Seminere Dinin anlamını vererek başlayan Ali Fuat US dinin tanımını şu şekilde yaptı:

"DİN, Arapça bir kelime olup 'deyn' kökünden gelir... Deyn, Arapça da BORÇ demektir... Ben buna " varoluşun borcu " diyorum... Şöyle ki, bugün herhangi bir yerde çalışırken size maaş veren patronunuz nasıl sizin üstünüzde hakkı oluyorsa/tasarruf yetkisi oluyorsa, yani size emretme yetkisi, 'ben varım' diyen bir insanın varlığının tamamının ait olduğu rabbi karşısında olan KULLUK BORCUDUR din... Dolayısıyla herşeyimizi Allah verdiği için mutlak manada üzerimizde yetkisi olan ad Allah'tır."

Ali Fuat US Din ile ilgili olarak daha sonra Kur'an'da kullanılış anlamıyla ilgili olarak şu vurgulara değindi:

"1. İtaat ve boyun eğme

"De ki: 'Ben, Allah'a din'i halis kılarak, ibadet etmekle emrolundum. Bana Allah'a teslim olan müslümanların ilki olmam emredildi,'" (Zümer: 39/11-12)

Bu ayette 'din' bir otoriteye boyun eğme, ona itaat etme ve kul olma anlamında kulanılmıştır... Kulluğa ait bütün hükümleri Allah'tan almak demektir...

2.Ahiret,ceza anlamında

Hani hepimiz fatiha'yı biliriz..MALİKİ YEVMUDDİN deriz.YAni DİN GÜNÜNÜN SAHİBİ... İşte bundan kasıt, ahiret ve Allah cc bizi mahşerde hesaba çekeceği ve bizlere yaptıklarımızın karşılığını vereceği gün anlamındadır...

"(İbrahim dedi ki: Din (ceza) günü hatalarımı bağışlayacağını umduğum da O'dur." (Şuara: 26/82)

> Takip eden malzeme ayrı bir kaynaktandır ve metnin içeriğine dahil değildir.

// web_app/error.rs - Form error types
//
// Field errors render inline next to their input; submission errors switch
// the form into its error state. Neither is ever propagated further.

use thiserror::Error;

/// Validation failure for a single form field
///
/// The `Display` text is exactly what the form shows under the field.
#[derive(Clone, Debug, PartialEq, Eq, Error)]
pub enum FieldError {
    #[error("{label} is required")]
    Required { label: &'static str },

    #[error("{label} must be at least {min} characters")]
    TooShort { label: &'static str, min: usize },

    #[error("Please enter a valid {expected}")]
    InvalidFormat { expected: &'static str },

    #[error("Please select a {expected}")]
    SelectionRequired { expected: &'static str },

    #[error("Please enter a valid quantity (minimum 1)")]
    InvalidQuantity,
}

#[derive(Clone, Debug, PartialEq, Eq, Error)]
pub enum SubmitError {
    #[error("form has validation errors")]
    Invalid,

    #[error("could not open the mail client: {0}")]
    Launch(String),

    #[error("submission handler failed: {0}")]
    Handler(String),
}

#[cfg(test)]
mod tests {
    use super::*;

    #[test]
    fn test_field_error_messages() {
        assert_eq!(FieldError::Required { label: "Name" }.to_string(), "Name is required");
        assert_eq!(
            FieldError::TooShort { label: "Message", min: 10 }.to_string(),
            "Message must be at least 10 characters"
        );
        assert_eq!(
            FieldError::InvalidFormat { expected: "email address" }.to_string(),
            "Please enter a valid email address"
        );
        assert_eq!(
            FieldError::SelectionRequired { expected: "product category" }.to_string(),
            "Please select a product category"
        );
    }
}
// web_app/theme/provider.rs - Leptos wiring for the theme store
//
// ThemeProvider owns the store for the lifetime of the application root and
// exposes a Copy handle through context. On the server the store uses
// in-memory storage and stays light; in the browser it is initialised after
// hydration so server and client render the same first frame.

use cfg_if::cfg_if;
use leptos::prelude::*;

use super::{SubscriptionId, Theme, ThemeStore};

cfg_if! {
    if #[cfg(feature = "hydrate")] {
        fn new_store() -> ThemeStore {
            ThemeStore::new(super::browser::LocalStorageBackend, super::browser::BrowserDocument)
        }
    } else {
        fn new_store() -> ThemeStore {
            ThemeStore::new(super::MemoryStorage::new(), super::NoopDocument)
        }
    }
}

/// Reactive handle to the theme store
///
/// Outside a [`ThemeProvider`] the handle is inert: always light, and the
/// mutators do nothing.
#[derive(Clone, Copy)]
pub struct ThemeContext {
    theme: RwSignal<Theme>,
    is_system: RwSignal<bool>,
    store: Option<StoredValue<ThemeStore>>,
}

impl ThemeContext {
    fn inert() -> Self {
        Self {
            theme: RwSignal::new(Theme::Light),
            is_system: RwSignal::new(false),
            store: None,
        }
    }

    /// Current theme (tracked)
    pub fn theme(&self) -> Theme {
        self.theme.get()
    }

    pub fn theme_signal(&self) -> Signal<Theme> {
        let theme = self.theme;
        Signal::derive(move || theme.get())
    }

    pub fn is_system_theme(&self) -> bool {
        self.is_system.get()
    }

    pub fn set_theme(&self, theme: Theme) {
        self.update(|store| store.set_theme(theme));
    }

    pub fn toggle(&self) {
        self.update(ThemeStore::toggle);
    }

    pub fn follow_system(&self) {
        self.update(ThemeStore::follow_system);
    }

    pub fn subscribe(&self, listener: impl Fn(Theme) + Send + Sync + 'static) -> Option<SubscriptionId> {
        let store = self.store?;
        store.try_update_value(|s| s.subscribe(listener))
    }

    pub fn unsubscribe(&self, id: SubscriptionId) -> bool {
        self.store
            .and_then(|store| store.try_update_value(|s| s.unsubscribe(id)))
            .unwrap_or(false)
    }

    fn update(&self, f: impl FnOnce(&mut ThemeStore)) {
        let Some(store) = self.store else {
            return;
        };
        store.update_value(f);
        if let Some(is_system) = store.try_with_value(|s| s.is_system_theme()) {
            self.is_system.set(is_system);
        }
    }
}

/// Theme handle provided by the nearest [`ThemeProvider`]
pub fn use_theme() -> ThemeContext {
    use_context::<ThemeContext>().unwrap_or_else(ThemeContext::inert)
}

/// Owns the theme store for everything rendered inside it
#[component]
pub fn ThemeProvider(children: Children) -> impl IntoView {
    let theme = RwSignal::new(Theme::Light);
    let is_system = RwSignal::new(false);
    let store = StoredValue::new(new_store());

    store.update_value(|s| {
        s.subscribe(move |t| theme.set(t));
    });

    let context = ThemeContext {
        theme,
        is_system,
        store: Some(store),
    };
    provide_context(context);

    #[cfg(feature = "hydrate")]
    {
        use super::browser::{system_theme, SystemThemeListener};

        let listener = StoredValue::new_local(None::<SystemThemeListener>);

        Effect::new(move |_| {
            store.update_value(|s| s.initialize(system_theme()));
            if let Some(system) = store.try_with_value(|s| s.is_system_theme()) {
                is_system.set(system);
            }

            match SystemThemeListener::attach(move |os_theme| {
                store.update_value(|s| s.on_system_change(os_theme));
            }) {
                Ok(attached) => listener.set_value(Some(attached)),
                Err(e) => tracing::warn!("Could not watch system theme: {}", e),
            }
        });

        on_cleanup(move || {
            listener.try_update_value(|l| l.take());
        });
    }

    view! {
        <div class="min-h-screen transition-colors duration-300">
            {children()}
        </div>
    }
}

/// Button flipping between light and dark
#[component]
pub fn ThemeToggle(
    /// Additional CSS classes
    #[prop(default = "")]
    class: &'static str,
) -> impl IntoView {
    let theme = use_theme();
    let label = move || match theme.theme() {
        Theme::Light => "Switch to dark mode",
        Theme::Dark => "Switch to light mode",
    };

    view! {
        <button
            type="button"
            class=format!("theme-toggle p-2 rounded-full transition-colors {}", class)
            aria-label=label
            title=label
            on:click=move |_| theme.toggle()
        >
            {move || match theme.theme() {
                Theme::Light => "🌙",
                Theme::Dark => "☀",
            }}
        </button>
    }
}
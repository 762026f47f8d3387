// web_app/pages/home.rs - Landing page

use leptos::prelude::*;

use crate::web_app::components::{
    AboutSection, AllProducts, Container, ContactSection, FeaturedProducts, Hero,
    ManufacturingShowcase, QuoteSection, Seo,
};
use crate::web_app::config::SiteSettings;
use crate::web_app::model::HeroPage;
use crate::web_app::seo::{organization_json_ld, PageMeta};

pub const HOME_KEYWORDS: &[&str] = &[
    "sportswear",
    "athletic wear",
    "sports clothing",
    "activewear",
    "sports uniforms",
    "gym wear",
    "fitness apparel",
    "performance wear",
    "athletic clothing",
    "sports gear",
];

#[component]
pub fn HomePage() -> impl IntoView {
    let settings = use_context::<SiteSettings>().unwrap_or_default();
    let meta = PageMeta::new(
        "Premium Sportswear Collection",
        "Discover high-performance sportswear designed for athletes. Shop premium activewear, sports uniforms, and gym wear with exceptional quality, innovative design, and unmatched comfort.",
        "/",
    )
    .with_keywords(HOME_KEYWORDS)
    .with_structured_data(organization_json_ld(&settings));

    view! {
        <Seo meta=meta />
        <Hero page=HeroPage::Home />
        <Container>
            <FeaturedProducts view_all_href="#products" />
            <AllProducts />
            <ManufacturingShowcase
                title="Manufacturing Excellence"
                subtitle="Discover our state-of-the-art manufacturing capabilities and premium materials that ensure the highest quality in every product."
            />
        </Container>
        <AboutSection />
        <Container>
            <QuoteSection />
        </Container>
        <ContactSection />
    }
}
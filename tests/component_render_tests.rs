// component_render_tests.rs - Server-rendered HTML of the page sections
//
// Built with `--features ssr`. Components that render router links need a
// <Router> around them and are left to the app.

use std::sync::Arc;

use leptos::prelude::*;
use aclon_site::web_app::catalog::manufacturing_item_by_id;
use aclon_site::web_app::components::{
    ContactForm, ManufacturingCard, ManufacturingShowcase, QuoteForm,
};
use aclon_site::web_app::config::SiteSettings;
use aclon_site::web_app::forms::{CallbackSubmitter, ContactFormData, FormSubmitter};
use aclon_site::web_app::theme::provider::ThemeProviderProps;
use aclon_site::web_app::theme::{use_theme, Theme, ThemeProvider, ThemeToggle};

fn render<V: IntoView + 'static>(f: impl FnOnce() -> V) -> String {
    let owner = Owner::new();
    owner.set();
    f().into_view().to_html()
}

// ===== Manufacturing =====

#[test]
fn test_manufacturing_card_previews_features() {
    let item = manufacturing_item_by_id(1).expect("seed item 1");
    let hidden = item.features.len().saturating_sub(3);
    let html = render(|| view! { <ManufacturingCard item=item.clone() /> });

    assert!(html.contains(&item.title));
    assert!(html.contains("Learn More"));
    if hidden > 0 {
        assert!(html.contains(&format!("+{hidden} more")));
    }
}

#[test]
fn test_manufacturing_showcase_tabs() {
    let html = render(|| view! { <ManufacturingShowcase /> });

    assert!(html.contains("All Items (9)"));
    assert!(html.contains("Fabrics (3)"));
    assert!(html.contains("Machinery (3)"));
    assert!(html.contains("Sample Products (3)"));
    assert!(!html.contains("No Items Found"));
}

// ===== Forms =====

#[test]
fn test_contact_form_initial_render() {
    let html = render(|| view! { <ContactForm /> });

    assert!(html.contains("aria-label=\"Contact form\""));
    assert!(html.contains("Your Name"));
    assert!(html.contains("Subject (Optional)"));
    assert!(html.contains("Send Message"));
    assert!(!html.contains("role=\"alert\""));
}

#[test]
fn test_contact_form_accepts_injected_submitter() {
    let submitter: Arc<dyn FormSubmitter<ContactFormData>> =
        Arc::new(CallbackSubmitter::new(|_: &ContactFormData| Ok(())));
    let html = render(move || view! { <ContactForm submitter=submitter button_text="Send" /> });

    assert!(html.contains("Send"));
    assert!(!html.contains("Send Message"));
}

#[test]
fn test_quote_form_hides_subcategory_until_category_chosen() {
    let html = render(|| {
        provide_context(SiteSettings::default());
        view! { <QuoteForm /> }
    });

    assert!(html.contains("Select a category"));
    assert!(html.contains("Sports Uniforms"));
    assert!(!html.contains("Select a subcategory"));
    assert!(html.contains("Request Quote"));
}

// ===== Theme =====

#[test]
fn test_theme_toggle_outside_provider_is_light() {
    let html = render(|| view! { <ThemeToggle /> });
    assert!(html.contains("Switch to dark mode"));
}

#[test]
fn test_theme_provider_renders_light_on_server() {
    let owner = Owner::new();
    owner.set();

    let html = view! {
        <ThemeProvider>
            <ThemeToggle />
        </ThemeProvider>
    }
    .to_html();
    assert!(html.contains("Switch to dark mode"));
}

#[test]
fn test_theme_context_toggle() {
    let owner = Owner::new();
    owner.set();

    let _ = ThemeProvider(ThemeProviderProps {
        children: Box::new(|| {
            let theme = use_theme();
            assert_eq!(theme.theme(), Theme::Light);
            theme.toggle();
            assert_eq!(theme.theme(), Theme::Dark);
            assert!(!theme.is_system_theme());
            ().into_any()
        }),
    });
}
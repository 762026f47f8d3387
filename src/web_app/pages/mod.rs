// web_app/pages/mod.rs - Page components module
//
// One routed component per page. Product pages resolve their category and
// subcategory from URL slugs and fall back to NotFound.

pub mod about;
pub mod contact;
pub mod home;
pub mod manufacturing;
pub mod not_found;
pub mod products;
pub mod quote;

// Re-export page components
pub use about::AboutPage;
pub use contact::ContactPage;
pub use home::HomePage;
pub use manufacturing::ManufacturingPage;
pub use not_found::NotFound;
pub use products::{CategoryPage, ProductsPage, SubcategoryPage};
pub use quote::QuotePage;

3.Hüküm, adet, şeriat ve kanun anlamında

Bunun üzerine (Yusuf, öz) kardeşinin kabından (yükünden) once (hemen onu suçlama çekincesinden dolayı), onların kaplarını (aramaya) başladı. Sonra onu, kardeşinin kabından çıkardı. İşte biz (Yusuf'a, kardeşi Bünyamin'i geri alması için) böyle bir plan hazırlattık. Yoksa hükümdarın dînine (kanununa) göre, Allah'ın dilemesi dışında kardeşini alamazdı. (Biz) dilediğimizi yükseltiriz. Her ilim sahibinin üstünde, daha iyi bilen vardır (Allah eşsiz ilim sahibidir). (yusuf 76)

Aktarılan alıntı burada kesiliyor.